Saved entries:
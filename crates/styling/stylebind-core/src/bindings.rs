//! Declaring single bindings: growing the context layout for a directive.

use std::rc::Rc;

use crate::context::{Entry, StylingContext};
use crate::flags::MasterFlags;
use crate::ids::DirectiveId;
use crate::offsets::OffsetBlock;
use crate::sanitize::StyleSanitizer;
use crate::value::Value;

impl StylingContext {
    /// Declares the single style and class bindings of `directive`.
    ///
    /// Names already declared by an earlier directive share that entry. New
    /// names get a single entry and a linked multi entry; every existing pointer
    /// is shifted so the zones stay contiguous. Does nothing once the context is
    /// locked or when the directive already declared its bindings.
    pub fn update_context_with_bindings(
        &mut self,
        directive: Option<DirectiveId>,
        class_bindings: &[&str],
        style_bindings: &[&str],
        sanitizer: Option<Rc<dyn StyleSanitizer>>,
        only_process_single_classes: bool,
    ) {
        if self.is_binding_allocation_locked() {
            log::warn!("binding allocation is locked; ignoring bindings for {directive:?}");
            return;
        }

        let next_block = self.single_prop_offsets.block_count();
        let Some(directive_index) =
            self.directives
                .find_or_patch(directive, sanitizer.clone(), next_block)
        else {
            log::debug!("bindings for {directive:?} already declared");
            return;
        };

        let total_current_styles = self.single_prop_offsets.styles_count();
        let total_current_classes = self.single_prop_offsets.classes_count();

        let mut single_classes_start = total_current_styles;
        let mut multi_styles_start = single_classes_start + total_current_classes;
        let mut multi_classes_start = multi_styles_start + total_current_styles;

        // resolve every name to its single entry, reserving positions for new ones
        let mut block = OffsetBlock::default();
        let mut insertion_offset = 0;
        let mut new_styles: Vec<&str> = Vec::new();
        for &name in style_bindings {
            let index = match self.find_single(name, 0, single_classes_start) {
                Some(i) => i,
                None => {
                    let i = single_classes_start + insertion_offset;
                    insertion_offset += 1;
                    new_styles.push(name);
                    i
                }
            };
            block.styles.push(index);
        }

        let mut new_classes: Vec<&str> = Vec::new();
        for &name in class_bindings {
            let index = match self.find_single(name, single_classes_start, multi_styles_start) {
                Some(i) => i + new_styles.len(),
                None => {
                    let i = multi_styles_start + insertion_offset;
                    insertion_offset += 1;
                    new_classes.push(name);
                    i
                }
            };
            block.classes.push(index);
        }

        if !new_styles.is_empty() {
            self.single_prop_offsets
                .shift_class_indices(new_styles.len());
        }

        // shift links of existing entries to where their counterpart will end up
        let total_new = new_styles.len() + new_classes.len();
        for (i, entry) in self.entries.iter_mut().enumerate() {
            let is_multi = i >= multi_styles_start;
            let is_class = i
                >= if is_multi {
                    multi_classes_start
                } else {
                    single_classes_start
                };
            let shift_for_styles = if is_class { new_styles.len() } else { 0 };
            if let Some(c) = entry.counterpart.as_mut() {
                *c += if is_multi {
                    shift_for_styles
                } else {
                    total_new + shift_for_styles
                };
            }
        }

        // open space: styles at the end of each style zone, classes at the end of each class zone
        let n = new_styles.len();
        if n > 0 {
            self.entries
                .splice(multi_classes_start..multi_classes_start, blank_entries(n));
            self.entries
                .splice(single_classes_start..single_classes_start, blank_entries(n));
            single_classes_start += n;
            multi_styles_start += n;
            multi_classes_start += 2 * n;
        }
        let m = new_classes.len();
        if m > 0 {
            let multi_classes_end = multi_classes_start + total_current_classes;
            self.entries
                .splice(multi_classes_end..multi_classes_end, blank_entries(m));
            self.entries
                .splice(multi_styles_start..multi_styles_start, blank_entries(m));
            multi_styles_start += m;
            multi_classes_start += m;
        }

        let new_names = new_styles
            .iter()
            .map(|&name| (name, false))
            .chain(new_classes.iter().map(|&name| (name, true)));
        for (i, (name, is_class)) in new_names.enumerate() {
            let (single_index, multi_index) = if is_class {
                let adjusted = i - n;
                (
                    single_classes_start + total_current_classes + adjusted,
                    multi_classes_start + total_current_classes + adjusted,
                )
            } else {
                (total_current_styles + i, multi_styles_start + total_current_styles + i)
            };

            let (flags, initial_index) =
                self.prepare_initial_flags(name, is_class, sanitizer.as_deref());
            let initial_index = Some(initial_index.unwrap_or_else(|| {
                // placeholder so the row can be filled by later static attrs
                let table = if is_class {
                    &mut self.initial_classes
                } else {
                    &mut self.initial_styles
                };
                table.push(name, if is_class { Value::Bool(false) } else { Value::Null })
            }));

            let entry = Entry {
                flags,
                prop: name.to_string(),
                value: Value::Null,
                initial_index,
                counterpart: Some(multi_index),
                directive_index,
                player_builder_index: 0,
            };
            self.entries[multi_index] = Entry {
                counterpart: Some(single_index),
                ..entry.clone()
            };
            self.entries[single_index] = entry;
        }

        self.single_prop_offsets.push_block(block, n, m);
        self.multi_start = multi_styles_start;
        self.master = if only_process_single_classes {
            MasterFlags::ONLY_PROCESS_SINGLE_CLASSES
        } else {
            MasterFlags::empty()
        };

        log::debug!(
            "directive #{directive_index} declared {} styles / {} classes ({n} new styles, {m} new classes)",
            style_bindings.len(),
            class_bindings.len(),
        );
        debug_assert!(self.verify_links().is_ok());
    }

    fn find_single(&self, name: &str, start: usize, end: usize) -> Option<usize> {
        self.entries[start..end]
            .iter()
            .position(|e| e.prop == name)
            .map(|i| i + start)
    }
}

fn blank_entries(n: usize) -> impl Iterator<Item = Entry> {
    std::iter::repeat_with(Entry::default).take(n)
}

YOUR OBJECTIVE: Scan the data for lines containing "clone" and copy all of them.

YOUR SOLUTION:
                .find_or_patch(directive, sanitizer.clone(), next_block)
                ..entry.clone()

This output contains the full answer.